DASH diet to regulate and manage High Blood Pressure
The world is entering into food revolution. Everyone is getting to know that most ailments can be prevented by following a particular diet. High blood pressure or hypertension is one of the most common and yet dangerous diseases. According to the NCBI, DASH – Dietary Approaches to Stop Hypertension or Mediterranean diet, is designed to consume more fruits, vegetables, and low-fat dairy products and limited saturated and total fat. The good news is that you don’t have to entirely stop eating your favorite food. DASH diet has been tested and proved that it controls obesity, hypertensives and type 2 diabetes combined with exercise.
There are two versions of DASH diet – standard DASH diet and lower sodium DASH diet. According to the Mayo Clinic, both versions are beneficial. It is always advisable to talk to your general physician before choosing a suitable diet. The change is significant, and the diet flexible.
You can have rice, whole wheat bread, cereal, or pasta. Prefer whole grains because they have more fiber and nutrients than the refined grains. You can divide your meal into six-eight portions.
Vegetables and fruits
You can use raw or cooked veggies. Choose vegetables that contain fiber, vitamins, and minerals like tomatoes, carrots, broccoli, sweet potatoes, greens, etc. Potassium and magnesium can be found in these vegetables and fruits, and fruits are low in fat, except coconut.
Milk and yogurt are a good source of vitamin D, calcium and protein. If you are lactose intolerant, find an alternative. Limit the consumption to 2 servings a day and go easy on the quantity too. 1 cup milk or yogurt per serving will meet the requirements for that day.
Meat, fish, and poultry
These are a good source of protein, B vitamins, iron, and zinc. Prefer lean meat, cut back on the heavy portions of meat and give preference to have more vegetables while having meat or fish.

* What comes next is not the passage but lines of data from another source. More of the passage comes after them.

//! Expert registry: capability records, status, and token lookup.

use event_store::{AgentIdentity, Permission};
use serde::Serialize;
use std::collections::{BTreeSet, HashMap};

/// Heartbeat freshness required for an expert to count as available, in
/// milliseconds (5 minutes).
pub const HEARTBEAT_FRESHNESS_MS: u64 = 5 * 60 * 1000;

/// Expert agent status.
#[derive(Debug, Clone, Copy, PartialEq, Eq, Serialize)]
#[serde(rename_all = "snake_case")]
pub enum ExpertStatus {
    Available,
    Busy,
    Offline,
    Suspended,
}

/// Description of one expert capability.
#[derive(Debug, Clone, PartialEq, Serialize)]
pub struct ExpertCapability {
    pub name: String,
    pub description: String,
    pub input_types: Vec<String>,
    pub output_types: Vec<String>,
    pub required_permissions: Vec<Permission>,
    pub estimated_latency_ms: f64,
    pub confidence_threshold: f64,
}

impl ExpertCapability {
    /// Capability with defaults for latency and confidence.
    #[must_use]
    pub fn named(name: impl Into<String>, description: impl Into<String>) -> Self {
        Self {
            name: name.into(),
            description: description.into(),
            input_types: Vec::new(),
            output_types: Vec::new(),
            required_permissions: Vec::new(),
            estimated_latency_ms: 1000.0,
            confidence_threshold: 0.8,
        }
    }
}

/// A registered expert agent with authentication and performance state.
#[derive(Debug, Clone)]
pub struct RegisteredExpert {
    pub agent_id: String,
    pub identity: AgentIdentity,
    pub capabilities: Vec<ExpertCapability>,
    pub status: ExpertStatus,

    pub auth_token: String,
    pub session_key: String,
    pub last_heartbeat_ms: u64,

    pub commands_completed: u64,
    pub average_response_time_ms: f64,
    pub success_rate: f64,

    pub current_contexts: BTreeSet<String>,
    pub collaboration_sessions: BTreeSet<String>,
}

impl RegisteredExpert {
    /// Whether the expert holds valid session credentials.
    #[must_use]
    pub fn is_authenticated(&self) -> bool {
        !self.auth_token.is_empty() && !self.session_key.is_empty()
    }

    /// Whether the expert can take new work at `now_ms`.
    #[must_use]
    pub fn is_available(&self, now_ms: u64) -> bool {
        self.status == ExpertStatus::Available
            && self.is_authenticated()
            && now_ms.saturating_sub(self.last_heartbeat_ms) < HEARTBEAT_FRESHNESS_MS
    }

    /// Whether this expert covers every required capability.
    #[must_use]
    pub fn covers(&self, required: &[String]) -> bool {
        required
            .iter()
            .all(|name| self.capabilities.iter().any(|cap| &cap.name == name))
    }
}

/// Registry of experts with a token index.
#[derive(Debug, Default)]
pub struct ExpertRegistry {
    experts: HashMap<String, RegisteredExpert>,
    /// auth_token -> agent_id
    tokens: HashMap<String, String>,
}

impl ExpertRegistry {
    /// Empty registry.
    #[must_use]
    pub fn new() -> Self {
        Self::default()
    }

    /// Insert (or replace) an expert, keeping the token index current.
    pub fn insert(&mut self, expert: RegisteredExpert) {
        if let Some(previous) = self.experts.get(&expert.agent_id) {
            self.tokens.remove(&previous.auth_token);
        }
        self.tokens
            .insert(expert.auth_token.clone(), expert.agent_id.clone());
        self.experts.insert(expert.agent_id.clone(), expert);
    }

    /// Remove an expert and its token.
    pub fn remove(&mut self, agent_id: &str) -> Option<RegisteredExpert> {
        let expert = self.experts.remove(agent_id)?;
        self.tokens.remove(&expert.auth_token);
        Some(expert)
    }

    /// Expert by agent id.
    #[must_use]
    pub fn get(&self, agent_id: &str) -> Option<&RegisteredExpert> {
        self.experts.get(agent_id)
    }

    /// Mutable expert by agent id.
    pub fn get_mut(&mut self, agent_id: &str) -> Option<&mut RegisteredExpert> {
        self.experts.get_mut(agent_id)
    }

    /// Resolve an auth token to its agent id.
    #[must_use]
    pub fn agent_for_token(&self, auth_token: &str) -> Option<&str> {
        self.tokens.get(auth_token).map(String::as_str)
    }

    /// Experts whose capability sets cover `required` and which are
    /// available at `now_ms`, sorted by agent id for determinism.
    #[must_use]
    pub fn find_capable(&self, required: &[String], now_ms: u64) -> Vec<&RegisteredExpert> {
        let mut capable: Vec<&RegisteredExpert> = self
            .experts
            .values()
            .filter(|expert| expert.is_available(now_ms) && expert.covers(required))
            .collect();
        capable.sort_by(|a, b| a.agent_id.cmp(&b.agent_id));
        capable
    }

    /// All experts.
    pub fn iter(&self) -> impl Iterator<Item = &RegisteredExpert> {
        self.experts.values()
    }

    /// Mutable iteration over all experts.
    pub fn iter_mut(&mut self) -> impl Iterator<Item = &mut RegisteredExpert> {
        self.experts.values_mut()
    }

    /// Number of registered experts.
    #[must_use]
    pub fn len(&self) -> usize {
        self.experts.len()
    }

    /// Whether the registry is empty.
    #[must_use]
    pub fn is_empty(&self) -> bool {
        self.experts.is_empty()
    }
}

#[cfg(test)]
mod tests {
    use super::*;
    use event_store::AgentRole;
    use shared_types::event::now_ms;

    fn identity(agent_id: &str) -> AgentIdentity {
        AgentIdentity {
            agent_id: agent_id.to_string(),
            role: AgentRole::ExpertAgent,
            permissions: AgentRole::ExpertAgent.permissions(),
            allowed_aggregates: BTreeSet::new(),
            allowed_streams: BTreeSet::new(),
            max_requests_per_minute: 2000,
            max_batch_size: 500,
            authenticated_at: 0,
            expires_at: None,
        }
    }

    fn expert(agent_id: &str, capabilities: &[&str]) -> RegisteredExpert {
        RegisteredExpert {
            agent_id: agent_id.to_string(),
            identity: identity(agent_id),
            capabilities: capabilities
                .iter()
                .map(|name| ExpertCapability::named(*name, "test"))
                .collect(),
            status: ExpertStatus::Available,
            auth_token: format!("token-{agent_id}"),
            session_key: format!("key-{agent_id}"),
            last_heartbeat_ms: now_ms(),
            commands_completed: 0,
            average_response_time_ms: 100.0,
            success_rate: 1.0,
            current_contexts: BTreeSet::new(),
            collaboration_sessions: BTreeSet::new(),
        }
    }

    #[test]
    fn test_token_index() {
        let mut registry = ExpertRegistry::new();
        registry.insert(expert("expert_a", &["review"]));

        assert_eq!(registry.agent_for_token("token-expert_a"), Some("expert_a"));
        registry.remove("expert_a");
        assert!(registry.agent_for_token("token-expert_a").is_none());
    }

    #[test]
    fn test_capability_superset_matching() {
        let mut registry = ExpertRegistry::new();
        registry.insert(expert("expert_a", &["review", "security"]));
        registry.insert(expert("expert_b", &["review"]));

        let now = now_ms();
        let both = registry.find_capable(&["review".to_string()], now);
        assert_eq!(both.len(), 2);

        let security_only =
            registry.find_capable(&["review".to_string(), "security".to_string()], now);
        assert_eq!(security_only.len(), 1);
        assert_eq!(security_only[0].agent_id, "expert_a");
    }

    #[test]
    fn test_find_capable_sorted_for_determinism() {
        let mut registry = ExpertRegistry::new();
        registry.insert(expert("zulu", &["review"]));
        registry.insert(expert("alpha", &["review"]));
        registry.insert(expert("mike", &["review"]));

        let capable = registry.find_capable(&["review".to_string()], now_ms());
        let ids: Vec<&str> = capable.iter().map(|e| e.agent_id.as_str()).collect();
        assert_eq!(ids, vec!["alpha", "mike", "zulu"]);
    }

    #[test]
    fn test_stale_heartbeat_excluded() {
        let mut registry = ExpertRegistry::new();
        let mut stale = expert("expert_a", &["review"]);
        stale.last_heartbeat_ms = 0;
        registry.insert(stale);

        assert!(registry
            .find_capable(&["review".to_string()], now_ms())
            .is_empty());
    }

    #[test]
    fn test_busy_excluded() {
        let mut registry = ExpertRegistry::new();
        let mut busy = expert("expert_a", &["review"]);
        busy.status = ExpertStatus::Busy;
        registry.insert(busy);

        assert!(registry
            .find_capable(&["review".to_string()], now_ms())
            .is_empty());
    }
}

If you aim to have high omega fatty foods choose salmon, herring, and tuna, which are good for a healthy heart.
Nuts and pulses
Our body needs fiber and phytochemicals to fight certain diseases. So, having at least 5 servings of nuts or legumes/pulses or beans in a week will provide the necessary protein for our body along with rich minerals like magnesium and potassium.
Fatty foods and sweets
As mentioned, you don’t have to cut these foods entirely out of the diet. However, prefer reducing meat, butter, cheese, whole milk, cream and eggs, food cooked in palm oil to 3 or 4 servings per week and use as less quantity as you can.